Let $U=\{z\in\mathbb{C}\mid 1\leq \lvert z\rvert \leq 2\}.$ Prove that there is no non-constant holomorphic function on $U$ with $\operatorname{Re} f(z)=C_1$ for $\lvert z\rvert=1$ and $\operatorname{Re}f(z)=C_2$ for $\lvert z\rvert=2.$
Using maximum modulus principle for $e^{f(z)}$ and $e^{-f(z)}$ one can show that $\min\{C_1,C_2\}\leq\operatorname{Re}f(z)\leq \max\{C_1,C_2\},$ but since $f$ can fail to be entire this doesn't give a contradiction.
Thank you.
Best Answer
Consider the harmonic function $u=\Re f-C_1-\frac{C_2-C_1}{\log 2}\log |z|$.

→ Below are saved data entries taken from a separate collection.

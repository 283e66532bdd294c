//! Task completion tracking
//!
//! A submitted operation returns a task id right away and keeps running on
//! the server, sometimes for hours. [`TaskTracker`] turns that into a single
//! awaitable call: it polls the task at a fixed interval until the status is
//! terminal, logs each newly finished step exactly once, and converts a
//! failed or cancelled task into a [`CoreError::TaskFailed`].
//!
//! # Example
//!
//! ```rust,ignore
//! use vcfctl_core::{TaskTracker, ProgressEvent};
//! use tokio_util::sync::CancellationToken;
//! use std::time::Duration;
//!
//! let cancel = CancellationToken::new();
//! let task = TaskTracker::new(&client, &task_id)
//!     .with_interval(Duration::from_secs(30))
//!     .with_progress(Box::new(|event| {
//!         if let ProgressEvent::Message { message, .. } = event {
//!             println!("{message}");
//!         }
//!     }))
//!     .wait(&cancel)
//!     .await?;
//! ```

use crate::client::TaskSource;
use crate::error::{CoreError, Result};
use crate::service_error::{ApiResponse, log_error};
use crate::task::{SubTask, Task, TaskStatus};
use std::collections::HashSet;
use std::time::{Duration, Instant};
use tokio_util::sync::CancellationToken;
use tracing::{debug, error, info, warn};

/// Default time between task fetches (20 seconds)
pub const DEFAULT_POLL_INTERVAL: Duration = Duration::from_secs(20);

/// Where a tracked task stands from the client's point of view
#[derive(Debug, Clone, PartialEq, Eq)]
pub enum TrackerState {
    Polling,
    Completed,
    /// Carries the failure message
    Failed(String),
}

/// Progress events emitted while waiting on a task
#[derive(Debug, Clone)]
pub enum ProgressEvent {
    /// Tracking has started
    Started { task_id: String },
    /// A snapshot was fetched and the task is still running
    Polling {
        task_id: String,
        status: String,
        elapsed: Duration,
    },
    /// A step description not reported before
    Message { task_id: String, message: String },
    /// Task finished in a non-failure terminal state
    Completed {
        task_id: String,
        completion_timestamp: Option<String>,
    },
    /// Task failed, fetching it did, or the wait timed out
    Failed { task_id: String, error: String },
}

/// Callback type for progress updates
///
/// The CLI uses this to drive its spinner.
pub type ProgressCallback = Box<dyn Fn(ProgressEvent) + Send + Sync>;

/// Polling state machine for one task
///
/// The set of already reported messages lives as long as the tracker, so
/// each tracked task gets its own.
pub struct TaskTracker<S> {
    source: S,
    task_id: String,
    interval: Duration,
    timeout: Option<Duration>,
    on_progress: Option<ProgressCallback>,
    logged: HashSet<String>,
    state: TrackerState,
    fetches: usize,
}

impl<S: TaskSource> TaskTracker<S> {
    pub fn new(source: S, task_id: impl Into<String>) -> Self {
        Self {
            source,
            task_id: task_id.into(),
            interval: DEFAULT_POLL_INTERVAL,
            timeout: None,
            on_progress: None,
            logged: HashSet::new(),
            state: TrackerState::Polling,
            fetches: 0,
        }
    }

    pub fn with_interval(mut self, interval: Duration) -> Self {
        self.interval = interval;
        self
    }

    /// Upper bound on the whole wait; unbounded by default
    pub fn with_timeout(mut self, timeout: Duration) -> Self {
        self.timeout = Some(timeout);
        self
    }

    pub fn with_progress(mut self, callback: ProgressCallback) -> Self {
        self.on_progress = Some(callback);
        self
    }

    pub fn task_id(&self) -> &str {
        &self.task_id
    }

    pub fn state(&self) -> &TrackerState {
        &self.state
    }

    /// Number of snapshots fetched so far
    pub fn fetch_count(&self) -> usize {
        self.fetches
    }

    pub fn has_logged(&self, message: &str) -> bool {
        self.logged.contains(message)
    }

    /// Poll until the task is terminal or `cancel` fires
    ///
    /// Returns the final snapshot on success. Fetches are strictly
    /// sequential; the first failed fetch ends the wait. Cancelling only
    /// stops this client from watching: the task keeps running server-side.
    pub async fn wait(&mut self, cancel: &CancellationToken) -> Result<Task> {
        let start = Instant::now();
        info!("Waiting for task {}", self.task_id);
        self.emit(ProgressEvent::Started {
            task_id: self.task_id.clone(),
        });

        loop {
            if cancel.is_cancelled() {
                return Err(self.cancelled());
            }
            if let Some(timeout) = self.timeout
                && start.elapsed() > timeout
            {
                warn!("Gave up on task {} after {:?}", self.task_id, timeout);
                let err = CoreError::TaskTimeout(timeout);
                self.fail(&err);
                return Err(err);
            }

            let fetched = tokio::select! {
                biased;
                _ = cancel.cancelled() => None,
                response = self.source.get_task(&self.task_id) => Some(response),
            };
            let Some(response) = fetched else {
                return Err(self.cancelled());
            };
            self.fetches += 1;

            let task = match response {
                Ok(ApiResponse::Ok(task)) => task,
                Ok(ApiResponse::ApiError { status, error }) => {
                    log_error(&error);
                    let err = CoreError::Api { status, error };
                    self.fail(&err);
                    return Err(err);
                }
                Ok(ApiResponse::Unparseable { status, .. }) => {
                    // Neither a task nor an error: undecidable, so poll again
                    warn!(
                        "Could not parse snapshot of task {} (HTTP {}), polling again",
                        self.task_id, status
                    );
                    self.pause(cancel).await?;
                    continue;
                }
                Err(err) => {
                    self.fail(&err);
                    return Err(err);
                }
            };

            if task.status().is_active() {
                self.emit(ProgressEvent::Polling {
                    task_id: self.task_id.clone(),
                    status: task.status.clone(),
                    elapsed: start.elapsed(),
                });
            }

            if matches!(self.evaluate(&task)?, TrackerState::Completed) {
                return Ok(task);
            }
            self.pause(cancel).await?;
        }
    }

    async fn pause(&mut self, cancel: &CancellationToken) -> Result<()> {
        let interval = self.interval;
        let cancelled = tokio::select! {
            biased;
            _ = cancel.cancelled() => true,
            _ = tokio::time::sleep(interval) => false,
        };
        if cancelled {
            Err(self.cancelled())
        } else {
            Ok(())
        }
    }

    fn cancelled(&self) -> CoreError {
        warn!(
            "Stopped waiting for task {}; it may still be running on the server",
            self.task_id
        );
        CoreError::WaitCancelled {
            task_id: self.task_id.clone(),
        }
    }

    fn fail(&mut self, err: &CoreError) {
        error!("Task {} failed: {}", self.task_id, err);
        self.state = TrackerState::Failed(err.to_string());
        self.emit(ProgressEvent::Failed {
            task_id: self.task_id.clone(),
            error: err.to_string(),
        });
    }
}

impl<S> TaskTracker<S> {
    /// Evaluate one snapshot: report new messages, then transition
    ///
    /// Returns `Err(CoreError::TaskFailed)` when the task is `Failed` or
    /// `Cancelled`. Any status outside the running and failure sets counts as
    /// success, since the server's vocabulary is open-ended.
    pub fn evaluate(&mut self, task: &Task) -> Result<&TrackerState> {
        self.log_new_messages(task);

        let status = task.status();
        if status.is_active() {
            debug!("Task {} is {}", self.task_id, task.status);
            self.state = TrackerState::Polling;
            return Ok(&self.state);
        }

        if status.is_failure() {
            for err in &task.errors {
                log_error(err);
            }
            let err = CoreError::TaskFailed {
                task_id: self.task_id.clone(),
                name: task.name.clone(),
                task_type: task.task_type.clone(),
                status: task.status.clone(),
                detail: task.first_failure(),
            };
            error!("{}", err);
            self.state = TrackerState::Failed(err.to_string());
            self.emit(ProgressEvent::Failed {
                task_id: self.task_id.clone(),
                error: err.to_string(),
            });
            return Err(err);
        }

        info!(
            "Task {} ({}) finished with status {} at {}",
            self.task_id,
            task.name,
            task.status,
            task.completion_timestamp.as_deref().unwrap_or("unknown time")
        );
        self.state = TrackerState::Completed;
        self.emit(ProgressEvent::Completed {
            task_id: self.task_id.clone(),
            completion_timestamp: task.completion_timestamp.clone(),
        });
        Ok(&self.state)
    }

    /// Without subtasks the task's own description is the candidate; with
    /// subtasks, every settled subtask's description is. Keyed by exact text.
    fn log_new_messages(&mut self, task: &Task) {
        let mut candidates = Vec::new();
        if task.sub_tasks.is_empty() {
            candidates.extend(task.description());
        } else {
            collect_settled(&task.sub_tasks, &mut candidates);
        }

        for message in candidates {
            if self.logged.insert(message.to_string()) {
                info!("Task {}: {}", self.task_id, message);
                self.emit(ProgressEvent::Message {
                    task_id: self.task_id.clone(),
                    message: message.to_string(),
                });
            }
        }
    }

    fn emit(&self, event: ProgressEvent) {
        if let Some(cb) = &self.on_progress {
            cb(event);
        }
    }
}

fn collect_settled<'a>(sub_tasks: &'a [SubTask], out: &mut Vec<&'a str>) {
    for sub in sub_tasks {
        let settled = !matches!(
            sub.status(),
            TaskStatus::InProgress | TaskStatus::Pending | TaskStatus::NotApplicable
        );
        if settled {
            out.extend(sub.description());
        }
        collect_settled(&sub.sub_tasks, out);
    }
}

/// Wait for a task with the given polling interval and no timeout
pub async fn wait_for_task<S: TaskSource>(
    source: S,
    task_id: &str,
    interval: Duration,
    cancel: &CancellationToken,
) -> Result<Task> {
    TaskTracker::new(source, task_id)
        .with_interval(interval)
        .wait(cancel)
        .await
}
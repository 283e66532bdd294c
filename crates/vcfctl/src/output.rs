//! Output formatting

use crate::error::Result;
use anyhow::Context;
use chrono::{DateTime, Local};
use serde::Serialize;
use vcfctl_core::{SubTask, Task, TaskStatus};

pub fn print_json<T: Serialize>(data: &T) -> Result<()> {
    let text = serde_json::to_string_pretty(data).context("Failed to serialize output")?;
    println!("{text}");
    Ok(())
}

/// Render an API timestamp in local time, or as-is when it doesn't parse
pub fn format_timestamp(raw: &str) -> String {
    DateTime::parse_from_rfc3339(raw)
        .map(|t| {
            t.with_timezone(&Local)
                .format("%Y-%m-%d %H:%M:%S %Z")
                .to_string()
        })
        .unwrap_or_else(|_| raw.to_string())
}

/// Status with a leading icon
pub fn format_status(raw: &str) -> String {
    match TaskStatus::parse(raw) {
        TaskStatus::InProgress => format!("\u{21bb} {raw}"),
        TaskStatus::Pending => format!("\u{2026} {raw}"),
        TaskStatus::NotApplicable => format!("- {raw}"),
        TaskStatus::Failed => format!("\u{2717} {raw}"),
        TaskStatus::Cancelled => format!("\u{2298} {raw}"),
        TaskStatus::Other(_) => format!("\u{2713} {raw}"),
    }
}

pub fn print_task(task: &Task) {
    println!("ID:        {}", task.id);
    println!("Name:      {}", task.name);
    println!("Type:      {}", task.task_type);
    println!("Status:    {}", format_status(&task.status));
    if let Some(created) = &task.creation_timestamp {
        println!("Created:   {}", format_timestamp(created));
    }
    if let Some(completed) = &task.completion_timestamp {
        println!("Completed: {}", format_timestamp(completed));
    }
    if let Some(description) = task.description() {
        println!("Summary:   {description}");
    }

    if !task.sub_tasks.is_empty() {
        println!("Subtasks:");
        print_sub_tasks(&task.sub_tasks, 1);
    }

    if !task.resources.is_empty() {
        println!("Resources:");
        for resource in &task.resources {
            match &resource.fqdn {
                Some(fqdn) => println!(
                    "  {:<12} {} ({fqdn})",
                    resource.resource_type, resource.resource_id
                ),
                None => println!("  {:<12} {}", resource.resource_type, resource.resource_id),
            }
        }
    }

    if let Some(failure) = task.first_failure() {
        println!("Error:     {failure}");
    }
}

fn print_sub_tasks(sub_tasks: &[SubTask], depth: usize) {
    for sub in sub_tasks {
        let label = sub.description().unwrap_or(&sub.name);
        println!(
            "{:indent$}{}  {label}",
            "",
            format_status(&sub.status),
            indent = depth * 2
        );
        print_sub_tasks(&sub.sub_tasks, depth + 1);
    }
}

#[cfg(test)]
mod tests {
    use super::*;

    #[test]
    fn test_format_status_icons() {
        assert!(format_status("IN_PROGRESS").starts_with('\u{21bb}'));
        assert!(format_status("Failed").starts_with('\u{2717}'));
        assert!(format_status("SUCCESSFUL").starts_with('\u{2713}'));
        assert!(format_status("Successful").ends_with("Successful"));
    }

    #[test]
    fn test_format_timestamp_falls_back_to_raw() {
        assert_eq!(format_timestamp("yesterday"), "yesterday");
        assert_ne!(
            format_timestamp("2024-01-01T00:00:00Z"),
            "2024-01-01T00:00:00Z"
        );
    }
}
//! Wiremock-backed SDDC Manager for integration tests

#![allow(dead_code)]

use serde_json::{Value, json};
use std::time::Duration;
use vcfctl_core::{SddcClient, Session};
use wiremock::matchers::{header_exists, method, path};
use wiremock::{Mock, MockServer, ResponseTemplate};

pub const USERNAME: &str = "administrator@vsphere.local";
pub const PASSWORD: &str = "VMware1!VMware1!";

pub struct MockSddcServer {
    pub server: MockServer,
}

impl MockSddcServer {
    /// Start a server that hands out `token-1` to every token request
    pub async fn start() -> Self {
        let server = MockServer::start().await;
        Mock::given(method("POST"))
            .and(path("/v1/tokens"))
            .respond_with(ResponseTemplate::new(200).set_body_json(json!({
                "accessToken": "token-1",
                "refreshToken": {"id": "refresh-1"}
            })))
            .mount(&server)
            .await;
        Self { server }
    }

    pub fn uri(&self) -> String {
        self.server.uri()
    }

    pub fn session_builder(&self) -> vcfctl_core::SessionBuilder {
        Session::builder()
            .base_url(self.uri())
            .username(USERNAME)
            .password(PASSWORD)
            .timeout(Duration::from_secs(5))
    }

    pub async fn client(&self) -> SddcClient {
        SddcClient::new(self.session_builder().connect().await.unwrap())
    }

    /// Serve `snapshots` in order, one per fetch; the last one repeats
    pub async fn mount_task_sequence(&self, task_id: &str, snapshots: Vec<ResponseTemplate>) {
        let count = snapshots.len();
        for (i, response) in snapshots.into_iter().enumerate() {
            let mock = Mock::given(method("GET"))
                .and(path(format!("/v1/tasks/{task_id}")))
                .and(header_exists("authorization"))
                .respond_with(response);
            let mock = if i + 1 < count {
                mock.up_to_n_times(1)
            } else {
                mock
            };
            mock.mount(&self.server).await;
        }
    }

    pub async fn requests_to(&self, request_path: &str) -> usize {
        self.server
            .received_requests()
            .await
            .unwrap()
            .iter()
            .filter(|r| r.url.path() == request_path)
            .count()
    }

    pub async fn task_fetches(&self, task_id: &str) -> usize {
        self.requests_to(&format!("/v1/tasks/{task_id}")).await
    }

    pub async fn token_requests(&self) -> usize {
        self.requests_to("/v1/tokens").await
    }
}

/// Task snapshot body
pub struct TaskFixture {
    body: Value,
}

impl TaskFixture {
    pub fn new(id: &str, status: &str) -> Self {
        Self {
            body: json!({
                "id": id,
                "name": "Add cluster sfo-m01-cl02",
                "type": "CLUSTER_CREATE",
                "status": status,
                "creationTimestamp": "2024-01-01T00:00:00.000Z"
            }),
        }
    }

    pub fn completed_at(mut self, timestamp: &str) -> Self {
        self.body["completionTimestamp"] = json!(timestamp);
        self
    }

    pub fn resource(mut self, resource_type: &str, resource_id: &str) -> Self {
        let entry = json!({"resourceId": resource_id, "type": resource_type});
        match self.body["resources"].as_array_mut() {
            Some(resources) => resources.push(entry),
            None => self.body["resources"] = json!([entry]),
        }
        self
    }

    pub fn sub_task(mut self, status: &str, description: &str) -> Self {
        let entry = json!({"name": description, "description": description, "status": status});
        match self.body["subTasks"].as_array_mut() {
            Some(sub_tasks) => sub_tasks.push(entry),
            None => self.body["subTasks"] = json!([entry]),
        }
        self
    }

    pub fn error(mut self, message: &str) -> Self {
        self.body["errors"] = json!([{"errorCode": "TASK_FAILED", "message": message}]);
        self
    }

    pub fn response(self) -> ResponseTemplate {
        ResponseTemplate::new(200).set_body_json(self.body)
    }
}

pub fn service_error(status: u16, code: &str, message: &str) -> ResponseTemplate {
    ResponseTemplate::new(status).set_body_json(json!({
        "errorCode": code,
        "message": message,
        "referenceToken": "REF123"
    }))
}
//! Attachment files colocated with records.
//!
//! Files live at `{storage}/{collectionId}/{recordId}/{filename}`. Uploads
//! are checked against an image allow-list and a size ceiling, and raster
//! formats are re-encoded to a bounded size before being written.

mod optimize;
mod storage;
mod upload;

pub use optimize::{optimize, ImageOptions};
pub use storage::{generate_file_name, validate_segment, AttachmentStorage};
pub use upload::{AttachmentKind, UploadFile, DEFAULT_MAX_UPLOAD_BYTES};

Then $u=0$ on the boundary of $U$ hence $u=0$ on $U$ or $\Re f=C_1+\frac{C_2-C_1}{\log 2}\log |z|$
Assuming $C_1 \ne C_2$ we get that if $g=e^f, |g|=A|z|^B, |g|^{\frac{1}{B}}=A_1|z|, A, A_1>0, B \ne 0$
Hence $|\frac{1}{z}e^{\frac{f}{B}}|=A_1$ so by maximum modulus $e^{\frac{f}{B}}=\alpha A_1z, |\alpha|=1$ and diferentiating we get $z{\frac{f'}{B}}=1$ on $U$ or ${\frac{f'}{B}}=\frac{1}{z}$.
But now integrating on any circle inside $U$ we get $0=2\pi i$ and that is a contradiction!
Hence $C_1=C_2, B=0, f$ constant so done!